(Exercise description) Starting at the line with "digest is folded" and going on through the line with "applies when absent", reproduce each line in the records below exactly and nothing more.

Collected data entries
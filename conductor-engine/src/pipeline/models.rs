// Pipeline Document Models
// Typed, immutable representations of the declarative pipeline document

use serde::{Deserialize, Serialize};

use std::collections::{BTreeMap, HashMap};
use std::path::PathBuf;
use std::time::Duration;

/// A parsed pipeline declaration.
///
/// This is the top-level structure of a pipeline YAML file. Jobs are a
/// sequence so that declaration order is preserved; the scheduler uses it to
/// break dispatch ties.
#[derive(Debug, Clone, Serialize, Deserialize)]
pub struct PipelineDoc {
    /// Name of the pipeline (defaults to the file stem when loaded from disk)
    #[serde(default)]
    pub name: Option<String>,

    /// Pipeline-level trigger filters, the default for jobs that declare none
    #[serde(default, rename = "on")]
    pub triggers: Option<TriggerSet>,

    /// Pipeline-level environment variables, merged into every job
    #[serde(default)]
    pub env: HashMap<String, String>,

    /// Default cap on concurrently running job instances
    #[serde(default, rename = "max-parallel")]
    pub max_parallel: Option<usize>,

    /// The job templates that make up this pipeline
    pub jobs: Vec<JobTemplate>,
}

impl PipelineDoc {
    /// Look up a job template by name.
    pub fn job(&self, name: &str) -> Option<&JobTemplate> {
        self.jobs.iter().find(|j| j.job == name)
    }

    /// The trigger filters in effect for a job: its own, or the
    /// pipeline-level default.
    pub fn effective_triggers<'a>(&'a self, job: &'a JobTemplate) -> Option<&'a TriggerSet> {
        job.triggers.as_ref().or(self.triggers.as_ref())
    }
}

/// Trigger filters for a pipeline or a single job.
///
/// A trigger kind is enabled by declaring its key; `push: {}` matches pushes
/// to any branch, `push: { branches: [main, "release/*"] }` restricts them.
#[derive(Debug, Clone, Default, Serialize, Deserialize)]
pub struct TriggerSet {
    #[serde(default)]
    pub push: Option<BranchFilter>,

    #[serde(default)]
    pub pull_request: Option<BranchFilter>,

    #[serde(default)]
    pub schedule: Vec<ScheduleSpec>,
}

/// Branch filter for push/pull_request triggers.
///
/// An empty pattern list matches every branch. Patterns are exact names or
/// globs (`release/*`).
#[derive(Debug, Clone, Default, Serialize, Deserialize)]
pub struct BranchFilter {
    #[serde(default)]
    pub branches: Vec<String>,
}

/// A single cron schedule, standard five-field syntax evaluated in UTC.
#[derive(Debug, Clone, Serialize, Deserialize)]
pub struct ScheduleSpec {
    pub cron: String,
}

/// A job template: a named unit of work, optionally matrixed and dependent
/// on other jobs. Read-only at run time; matrix expansion turns it into
/// concrete instances.
#[derive(Debug, Clone, Serialize, Deserialize)]
pub struct JobTemplate {
    /// Job name, unique within the pipeline
    pub job: String,

    /// Display name for reports
    #[serde(default, rename = "display-name")]
    pub display_name: Option<String>,

    /// Job-level trigger filters overriding the pipeline-level default
    #[serde(default, rename = "on")]
    pub triggers: Option<TriggerSet>,

    /// Matrix axes: axis name to the set of values it ranges over.
    /// Axes are kept sorted by name so expansion order is deterministic.
    #[serde(default)]
    pub matrix: BTreeMap<String, Vec<String>>,

    /// Names of jobs whose instances must all succeed before this job runs
    #[serde(default, rename = "depends-on")]
    pub depends_on: DependsOn,

    /// Informational job: failures are reported but never affect the verdict
    #[serde(default, rename = "continue-on-error")]
    pub continue_on_error: bool,

    /// What kind of result the job produces
    #[serde(default)]
    pub kind: JobKind,

    /// Job-level environment variables
    #[serde(default)]
    pub env: HashMap<String, String>,

    /// The ordered steps that make up this job
    pub steps: Vec<StepSpec>,
}

/// Job dependencies - a single name or a list, like the `needs` shorthand.
#[derive(Debug, Clone, Default, Serialize, Deserialize)]
#[serde(untagged)]
pub enum DependsOn {
    #[default]
    None,
    Single(String),
    Multiple(Vec<String>),
}

impl DependsOn {
    /// Convert to a vector of job names.
    pub fn to_vec(&self) -> Vec<String> {
        match self {
            DependsOn::None => vec![],
            DependsOn::Single(s) => vec![s.clone()],
            DependsOn::Multiple(v) => v.clone(),
        }
    }

    /// Check if there are any dependencies.
    pub fn is_empty(&self) -> bool {
        match self {
            DependsOn::None => true,
            DependsOn::Single(_) => false,
            DependsOn::Multiple(v) => v.is_empty(),
        }
    }
}

/// Kind of job, used by the result aggregator.
#[derive(Debug, Clone, Copy, Default, PartialEq, Eq, Serialize, Deserialize)]
#[serde(rename_all = "lowercase")]
pub enum JobKind {
    /// Ordinary job: pass/fail only
    #[default]
    Task,
    /// Coverage job: a coverage percentage is parsed from its output and
    /// forwarded to the configured sink
    Coverage,
}

/// A single step of a job: one shell-like command with failure and caching
/// policy. Commands may reference matrix axes as `{{axis}}` placeholders.
#[derive(Debug, Clone, Serialize, Deserialize)]
pub struct StepSpec {
    /// Display label (falls back to the command itself)
    #[serde(default)]
    pub label: Option<String>,

    /// The command to run, through the platform shell
    pub run: String,

    /// Record a failure but keep running subsequent steps
    #[serde(default, rename = "continue-on-error")]
    pub continue_on_error: bool,

    /// Cache key template; when set, a hit skips the step entirely
    #[serde(default, rename = "cache-key")]
    pub cache_key: Option<String>,

    /// Files (relative to the working directory) whose digest is folded
    /// into the cache key
    #[serde(default, rename = "cache-inputs")]
    pub cache_inputs: Vec<PathBuf>,

    /// Per-step timeout; the scheduler default applies when absent
    #[serde(default, rename = "timeout-seconds")]
    pub timeout_seconds: Option<u64>,

    /// Step-level environment variables
    #[serde(default)]
    pub env: HashMap<String, String>,
}

impl StepSpec {
    /// Label shown in events and reports.
    pub fn display_label(&self) -> &str {
        self.label.as_deref().unwrap_or(&self.run)
    }

    /// The declared timeout, if any.
    pub fn timeout(&self) -> Option<Duration> {
        self.timeout_seconds.map(Duration::from_secs)
    }
}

(Solution for this problem)
    /// Files (relative to the working directory) whose digest is folded
    /// into the cache key
    #[serde(default, rename = "cache-inputs")]
    pub cache_inputs: Vec<PathBuf>,

    /// Per-step timeout; the scheduler default applies when absent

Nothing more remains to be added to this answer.